Low interest rate not helping lower mortgage principle

When the Bank of England reduced interest rates to .5% over a year ago, the move was made to give home owners some spare cash from the new lower mortgage payments.  It also was thought that the spare cash could be used to make larger payments on home loans.

However, Capital Economics economist, Roger Bootle, stated that the claim that homeowners are paying their mortgages back at a faster rate is not founded.

Bootle stated that instead the mortgage principal repayment rate is much less than the lowered interest rates were expected to be showing, and that although the mortgage arrears may be slightly improved they could mask a fragile picture of the homeowners’ market.
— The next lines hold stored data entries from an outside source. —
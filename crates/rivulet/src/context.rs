//! Stream execution context handed to `StreamApp::start`.

/// Record/byte serialization format a topic is read or written with.
#[derive(Debug, Clone, Copy, PartialEq, Eq)]
pub enum SerdeFormat {
    /// Structured row records.
    Row,
    /// Raw bytes.
    Bytes,
}

/// A topic name coupled with its key and value serialization formats.
#[derive(Debug, Clone, PartialEq, Eq)]
pub struct TopicBinding {
    pub topic: String,
    pub key_format: SerdeFormat,
    pub value_format: SerdeFormat,
}

/// Execution context derived from the declared configuration.
///
/// Every field is optional: the builder passes absent values through as-is
/// and performs no emptiness validation. Malformed or missing values surface
/// downstream, when the application actually uses the context.
#[derive(Debug, Clone, Default)]
pub struct StreamContext {
    app_id: Option<String>,
    broker: Option<String>,
    from: Option<TopicBinding>,
    to: Option<TopicBinding>,
}

impl StreamContext {
    pub fn builder() -> StreamContextBuilder {
        StreamContextBuilder::default()
    }

    pub fn app_id(&self) -> Option<&str> {
        self.app_id.as_deref()
    }

    pub fn broker(&self) -> Option<&str> {
        self.broker.as_deref()
    }

    pub fn from_topic(&self) -> Option<&TopicBinding> {
        self.from.as_ref()
    }

    pub fn to_topic(&self) -> Option<&TopicBinding> {
        self.to.as_ref()
    }
}

#[derive(Debug, Default)]
pub struct StreamContextBuilder {
    app_id: Option<String>,
    broker: Option<String>,
    from: Option<TopicBinding>,
    to: Option<TopicBinding>,
}

impl StreamContextBuilder {
    pub fn app_id(mut self, app_id: Option<String>) -> Self {
        self.app_id = app_id;
        self
    }

    pub fn broker(mut self, broker: Option<String>) -> Self {
        self.broker = broker;
        self
    }

    pub fn from_topic_with(
        mut self,
        topic: Option<String>,
        key_format: SerdeFormat,
        value_format: SerdeFormat,
    ) -> Self {
        self.from = topic.map(|topic| TopicBinding {
            topic,
            key_format,
            value_format,
        });
        self
    }

    pub fn to_topic_with(
        mut self,
        topic: Option<String>,
        key_format: SerdeFormat,
        value_format: SerdeFormat,
    ) -> Self {
        self.to = topic.map(|topic| TopicBinding {
            topic,
            key_format,
            value_format,
        });
        self
    }

    pub fn build(self) -> StreamContext {
        StreamContext {
            app_id: self.app_id,
            broker: self.broker,
            from: self.from,
            to: self.to,
        }
    }
}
The Council of Mortgage Lenders warned that the housing market will be subdued over the last part of the year, even though there has been a slight increase in mortgage lending. During May, lending for mortgages rose by seven percent, but is still much lower than the rates seen towards the end of 2009.

During the month, a total of £11.3b was handed out, an increase from the 10.5b supplied in April but still much less than in December of 2009 when £13.6b was distributed.

The CML stated that the market is still low although it shows a bit more buoyancy with a lower than normal average turnover. Next week the housing market is said to be part of the emergency budget with measures included that may place more pressure on home budgets.

CML economist, Paul Samter, stated that the ground was cleared for the Budget next week in an effort to shape public finances into a better stance.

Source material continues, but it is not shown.